Get the right tool (Park FR-1) and start over.
Yep, you're right. I'm using a Park BBT-5 tool. It sure fits the slot good. :) Do I need anything else besides the FR-1 to finish the job?
If the part engages, and doesn't slip, then your problem isn't the remover but your willingness or ability to apply enough torque.
You have a freewheel not a cassette system, and all of your riding torque has the freewheel on dammed tight. If you've climbed a steep hill (ever) in low gear you have to exceed that much torque to sipn it off.
Start with a good fitting remover, otherwise it'll slip. Use an axle nut or the QR to hold the remover into the freewheel. Then use a wrench long enough to reach past the rim, and really torque it with all you've got.
Better yet, put the wheel & remover into a vise holding the remover. Dress like Ralph Cramden, settle behind the wheel, and pretend you're taking your bus through a hard left turn without benefit of power steering. Don't be surprised if you hear spokes ping, and some go slack, we're talking serious torque here.
WARNING, once the freewheel breaks loose, stop and back off the nut or QR to allow the freewheel room to move out otherwise you'll stretch the QR skewer or damage the bearings.
I guess I was just too bashful then. I did have a axle nut over the remover with about 1/32" play. It's brand new so the splines aren't rounded. I was using a 1/2" drive breaker bar with a 2' cheater bar attached to it. I weigh 175 and was giving it about all I had. I was turning CCW. I can get a bigger pipe if needed! LOL I just don't want to ruin the wheel......
08-03-10, 07:57 PM
Do what FBinNY told you, you have a freewheel, not a cassette, you don't use a chain whip to remove it. Put the correct socket tool in the freewheel and put the socket in a vise then turn the wheel as if you are making a left turn on a bus with a large wheel and without power steering and then turn, turn real real hard. It will come loose.

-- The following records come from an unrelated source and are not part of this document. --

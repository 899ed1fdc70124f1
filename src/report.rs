//! Reporting: uptime queries, fleet rollups and the daily mail job

use std::sync::Arc;
use std::time::Duration;

use chrono::{DateTime, Local, Utc};
use tracing::{debug, error, info, instrument};

use crate::mail::{Mailer, OutgoingMail};
use crate::observation::{FleetHealth, ObservationResult, ObservationStore};

/// Deadline for report generation queries.
const REPORT_DEADLINE: Duration = Duration::from_secs(30);

#[derive(Clone)]
pub struct ReportService {
    observations: ObservationStore,
    mailer: Arc<dyn Mailer>,
}

impl ReportService {
    pub fn new(observations: ObservationStore, mailer: Arc<dyn Mailer>) -> Self {
        Self {
            observations,
            mailer,
        }
    }

    /// Weighted uptime percentage for one server over `[start, end)`.
    pub async fn uptime_percentage(
        &self,
        server_id: &str,
        start: DateTime<Utc>,
        end: DateTime<Utc>,
    ) -> ObservationResult<f64> {
        self.observations
            .uptime_percentage(server_id, start, end)
            .await
    }

    pub async fn fleet_health(
        &self,
        start: DateTime<Utc>,
        end: DateTime<Utc>,
    ) -> ObservationResult<FleetHealth> {
        self.observations.fleet_health(start, end).await
    }

    /// Aggregate the window and hand the rendered summary to the mail
    /// collaborator.
    #[instrument(skip(self))]
    pub async fn send_report(
        &self,
        start: DateTime<Utc>,
        end: DateTime<Utc>,
        recipient: &str,
    ) -> anyhow::Result<()> {
        let health = tokio::time::timeout(REPORT_DEADLINE, self.fleet_health(start, end))
            .await
            .map_err(|_| anyhow::anyhow!("report generation exceeded deadline"))??;

        let subject = format!(
            "Servers Status Report From {} To {}",
            start.format("%Y-%m-%d %H:%M:%S UTC"),
            (end - chrono::Duration::seconds(1)).format("%Y-%m-%d %H:%M:%S UTC")
        );

        self.mailer
            .send(OutgoingMail {
                to: vec![recipient.to_string()],
                subject,
                html_body: render_html_body(&health),
                text_body: render_text_body(&health),
            })
            .await?;

        info!("report sent to {recipient}");
        Ok(())
    }
}

fn render_text_body(health: &FleetHealth) -> String {
    format!(
        "--- SUMMARY ---\n\
         Total Servers: {}\n\
         Healthy: {}\n\
         Unhealthy: {}\n\
         Inactive: {}\n\
         Configuration Error: {}\n\
         Network Error: {}\n\n\
         Average Uptime Across All Servers: {:.2}%",
        health.total_servers,
        health.healthy,
        health.unhealthy,
        health.inactive,
        health.configuration_error,
        health.network_error,
        health.average_uptime_percentage,
    )
}

fn render_html_body(health: &FleetHealth) -> String {
    let row = |label: &str, value: String| {
        format!(
            "<tr>\
             <td style=\"border: 1px solid #dddddd; text-align: left; padding: 8px; background-color: #f2f2f2;\">{label}</td>\
             <td style=\"border: 1px solid #dddddd; text-align: left; padding: 8px;\">{value}</td>\
             </tr>"
        )
    };

    format!(
        "<body><table style=\"width:100%; border-collapse: collapse;\">{}{}{}{}{}{}{}</table></body>",
        row("Total Servers:", health.total_servers.to_string()),
        row("Healthy Servers:", health.healthy.to_string()),
        row("Unhealthy Servers:", health.unhealthy.to_string()),
        row("Inactive Servers:", health.inactive.to_string()),
        row(
            "Configuration Error Servers:",
            health.configuration_error.to_string()
        ),
        row("Network Error Servers:", health.network_error.to_string()),
        row(
            "Average Uptime Percentage:",
            format!("{:.2}%", health.average_uptime_percentage)
        ),
    )
}

/// Spawn the daily report task: at each local midnight, report on the
/// trailing 24 hours to the admin recipient.
pub fn spawn_daily_report(service: ReportService, recipient: String) -> tokio::task::JoinHandle<()> {
    tokio::spawn(async move {
        loop {
            let sleep_for = until_next_local_midnight();
            debug!(
                "next daily report in {}s",
                sleep_for.as_secs()
            );
            tokio::time::sleep(sleep_for).await;

            let end = Utc::now();
            let start = end - chrono::Duration::hours(24);
            if let Err(e) = service.send_report(start, end, &recipient).await {
                error!("daily report failed: {e}");
            }
        }
    })
}

fn until_next_local_midnight() -> Duration {
    let now = Local::now();
    let tomorrow = (now + chrono::Duration::days(1)).date_naive();
    let midnight = tomorrow
        .and_hms_opt(0, 0, 0)
        .expect("midnight is a valid time");
    // earliest() only fails when midnight falls into a DST gap; a
    // plain 24h hop is close enough then.
    let next = midnight
        .and_local_timezone(Local)
        .earliest()
        .unwrap_or_else(|| now + chrono::Duration::days(1));
    let delta = next.signed_duration_since(now);
    delta.to_std().unwrap_or(Duration::from_secs(1))
}
//! Role administration endpoints

use std::collections::HashMap;

use axum::extract::{Path, Query, State};
use axum::http::StatusCode;
use axum::Json;

use crate::api::error::{ApiError, ApiResult};
use crate::api::middleware::Authed;
use crate::api::state::ApiState;
use crate::api::types::RoleInfoResponse;
use crate::auth::store::RoleSort;
use crate::auth::{AuthError, RoleSpec};
use crate::db::SortOrder;

use super::{parse_limit, parse_offset};

/// GET /roles
pub async fn list_roles(
    State(state): State<ApiState>,
    authed: Authed,
    Query(params): Query<HashMap<String, String>>,
) -> ApiResult<Json<Vec<RoleInfoResponse>>> {
    authed.require_scope("roles:read")?;

    let limit = parse_limit(params.get("limit").map(String::as_str))?;
    let offset = parse_offset(params.get("offset").map(String::as_str))?;
    let sort_by = match params.get("sort_by").map(String::as_str) {
        None => RoleSort::CreatedAt,
        Some(raw) => RoleSort::parse(raw)
            .ok_or_else(|| ApiError::BadRequest("Invalid sort by".to_string()))?,
    };
    let order = match params.get("sort_order").map(String::as_str) {
        None => SortOrder::Asc,
        Some(raw) => SortOrder::parse(raw)
            .ok_or_else(|| ApiError::BadRequest("Invalid sort order".to_string()))?,
    };
    let name = params.get("name").cloned().unwrap_or_default();

    let roles = state
        .auth
        .store()
        .list_roles(&name, sort_by, order, limit, offset)
        .await?;
    Ok(Json(roles.iter().map(RoleInfoResponse::from).collect()))
}

/// GET /roles/:id
pub async fn get_role(
    State(state): State<ApiState>,
    authed: Authed,
    Path(id): Path<String>,
) -> ApiResult<Json<RoleInfoResponse>> {
    authed.require_scope("roles:read")?;
    let role = state.auth.store().get_role(&id).await?;
    Ok(Json(RoleInfoResponse::from(&role)))
}

/// POST /roles
pub async fn create_role(
    State(state): State<ApiState>,
    authed: Authed,
    Json(spec): Json<RoleSpec>,
) -> ApiResult<(StatusCode, Json<RoleInfoResponse>)> {
    authed.require_scope("roles:create")?;
    validate_spec(&state, &spec).await?;

    let role = state
        .auth
        .store()
        .create_role(&spec.name, &spec.description, &spec.scope_ids)
        .await?;
    Ok((StatusCode::CREATED, Json(RoleInfoResponse::from(&role))))
}

/// PUT /roles/:id
pub async fn update_role(
    State(state): State<ApiState>,
    authed: Authed,
    Path(id): Path<String>,
    Json(spec): Json<RoleSpec>,
) -> ApiResult<Json<RoleInfoResponse>> {
    authed.require_scope("roles:update")?;
    validate_spec(&state, &spec).await?;

    let role = state
        .auth
        .store()
        .update_role(&id, &spec.name, &spec.description, &spec.scope_ids)
        .await?;
    Ok(Json(RoleInfoResponse::from(&role)))
}

/// DELETE /roles/:id
pub async fn delete_role(
    State(state): State<ApiState>,
    authed: Authed,
    Path(id): Path<String>,
) -> ApiResult<StatusCode> {
    authed.require_scope("roles:delete")?;
    state.auth.store().delete_role(&id).await?;
    Ok(StatusCode::NO_CONTENT)
}

/// Name must be present and every scope id must exist.
async fn validate_spec(state: &ApiState, spec: &RoleSpec) -> Result<(), ApiError> {
    if spec.name.trim().is_empty() {
        return Err(ApiError::BadRequest(
            "The name field is required".to_string(),
        ));
    }

    let mut ids = spec.scope_ids.clone();
    ids.sort();
    ids.dedup();
    if !ids.is_empty() {
        let found = state.auth.store().count_scopes_by_ids(&ids).await?;
        if found != ids.len() {
            return Err(ApiError::from(AuthError::InvalidScopes));
        }
    }
    Ok(())
}
//! User administration and self-service endpoints

use std::collections::HashMap;

use axum::extract::{Path, Query, State};
use axum::Json;

use crate::api::error::{ApiError, ApiResult};
use crate::api::middleware::Authed;
use crate::api::state::ApiState;
use crate::api::types::{MessageResponse, UpdatePasswordRequest, UserInfoResponse};
use crate::auth::UserUpdate;
use crate::db::SortOrder;

use super::{parse_limit, parse_offset};

/// GET /users — sorted by creation time, filtered by email prefix.
pub async fn list_users(
    State(state): State<ApiState>,
    authed: Authed,
    Query(params): Query<HashMap<String, String>>,
) -> ApiResult<Json<Vec<UserInfoResponse>>> {
    authed.require_scope("users:read")?;

    let limit = parse_limit(params.get("limit").map(String::as_str))?;
    let offset = parse_offset(params.get("offset").map(String::as_str))?;
    let order = match params.get("sort_order").map(String::as_str) {
        None => SortOrder::Asc,
        Some(raw) => SortOrder::parse(raw)
            .ok_or_else(|| ApiError::BadRequest("Invalid sort order".to_string()))?,
    };
    let email = params.get("email").cloned().unwrap_or_default();

    let users = state
        .auth
        .store()
        .list_users(&email, order, limit, offset)
        .await?;
    Ok(Json(users.iter().map(UserInfoResponse::from).collect()))
}

/// GET /users/:id
pub async fn get_user(
    State(state): State<ApiState>,
    authed: Authed,
    Path(id): Path<String>,
) -> ApiResult<Json<UserInfoResponse>> {
    authed.require_scope("users:read")?;
    let user = state.auth.store().get_user_by_id(&id).await?;
    Ok(Json(UserInfoResponse::from(&user)))
}

/// PUT /users/:id — names and role assignments.
pub async fn update_user(
    State(state): State<ApiState>,
    authed: Authed,
    Path(id): Path<String>,
    Json(update): Json<UserUpdate>,
) -> ApiResult<Json<UserInfoResponse>> {
    authed.require_scope("users:roles:update")?;
    let user = state.auth.update_user(&id, update).await?;
    Ok(Json(UserInfoResponse::from(&user)))
}

/// GET /users/me
pub async fn me(
    State(state): State<ApiState>,
    authed: Authed,
) -> ApiResult<Json<UserInfoResponse>> {
    let user = state.auth.store().get_user_by_id(authed.user_id()).await?;
    Ok(Json(UserInfoResponse::from(&user)))
}

/// PATCH /users/me — names only; nobody edits their own roles.
pub async fn update_me(
    State(state): State<ApiState>,
    authed: Authed,
    Json(update): Json<UserUpdate>,
) -> ApiResult<Json<UserInfoResponse>> {
    let update = UserUpdate {
        first_name: update.first_name,
        last_name: update.last_name,
        role_ids: None,
    };
    let user = state.auth.update_user(authed.user_id(), update).await?;
    Ok(Json(UserInfoResponse::from(&user)))
}

/// PUT /users/me/password
pub async fn update_my_password(
    State(state): State<ApiState>,
    authed: Authed,
    Json(body): Json<UpdatePasswordRequest>,
) -> ApiResult<Json<MessageResponse>> {
    state
        .auth
        .update_password(authed.user_id(), &body.current_password, &body.new_password)
        .await?;
    Ok(Json(MessageResponse {
        message: "Password updated successfully".to_string(),
    }))
}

I'll give it a go in the morning. Thanks......
08-03-10, 08:16 PM
Make sure the tool stays engaged in the core of the freewheel with the QR skewer.
then put the removal tool in a really big adjustable wrench and give it a go...
Shimano Spline remover for their freewheels is much longer, engages the splines in the freewheel body over a larger surface area, than what you show , above.
once you feel it loosening, breaking loose, then back off the QR skewer tension ..
You should be able to unscrew the freewheel, more, after that, by hand..
08-03-10, 08:21 PM
This is why when we built the bench in the back of the shop it was bolted to wall and held our bench vise. We would clamp the freewheel tool in the vise then set the wheel onto the tool and use the torque on the wheel to loosen the worst offenders.
08-03-10, 09:17 PM
^^^^^ "Ralph Cramden" is exactly the right model for this exercise. Helps to say "One o'these days, Alice!" as you lean into it. I have one friend, skinny guy, Idunno what he does, but whenever he needs anything done on the drive side, his freewheels are ALWAYS a monster to crack loose.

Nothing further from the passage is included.